Task to complete :: Take each line of the records below that contains the string "reqwest" and copy it.

Task inputs ::
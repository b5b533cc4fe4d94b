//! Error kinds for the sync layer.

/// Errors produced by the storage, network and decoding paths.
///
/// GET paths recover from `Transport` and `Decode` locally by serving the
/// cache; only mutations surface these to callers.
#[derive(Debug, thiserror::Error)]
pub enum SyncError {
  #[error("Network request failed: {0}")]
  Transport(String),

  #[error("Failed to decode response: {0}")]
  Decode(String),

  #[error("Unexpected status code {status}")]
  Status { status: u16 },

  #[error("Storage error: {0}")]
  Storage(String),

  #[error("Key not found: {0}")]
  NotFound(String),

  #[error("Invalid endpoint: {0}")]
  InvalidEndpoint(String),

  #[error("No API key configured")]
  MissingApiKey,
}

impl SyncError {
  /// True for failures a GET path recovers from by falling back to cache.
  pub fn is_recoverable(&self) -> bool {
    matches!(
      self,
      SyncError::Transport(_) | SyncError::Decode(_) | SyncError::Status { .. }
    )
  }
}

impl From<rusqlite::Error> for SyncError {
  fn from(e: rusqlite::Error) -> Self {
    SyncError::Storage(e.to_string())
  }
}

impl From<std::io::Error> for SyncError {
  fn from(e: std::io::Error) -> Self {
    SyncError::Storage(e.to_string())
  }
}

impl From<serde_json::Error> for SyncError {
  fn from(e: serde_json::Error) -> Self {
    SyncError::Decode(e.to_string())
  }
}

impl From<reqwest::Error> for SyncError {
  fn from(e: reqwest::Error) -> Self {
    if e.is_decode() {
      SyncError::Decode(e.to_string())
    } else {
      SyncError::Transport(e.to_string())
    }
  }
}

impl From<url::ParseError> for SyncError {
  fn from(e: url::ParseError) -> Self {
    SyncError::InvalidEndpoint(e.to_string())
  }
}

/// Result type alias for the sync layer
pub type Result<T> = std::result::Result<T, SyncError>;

Answer section ::
impl From<reqwest::Error> for SyncError {
  fn from(e: reqwest::Error) -> Self {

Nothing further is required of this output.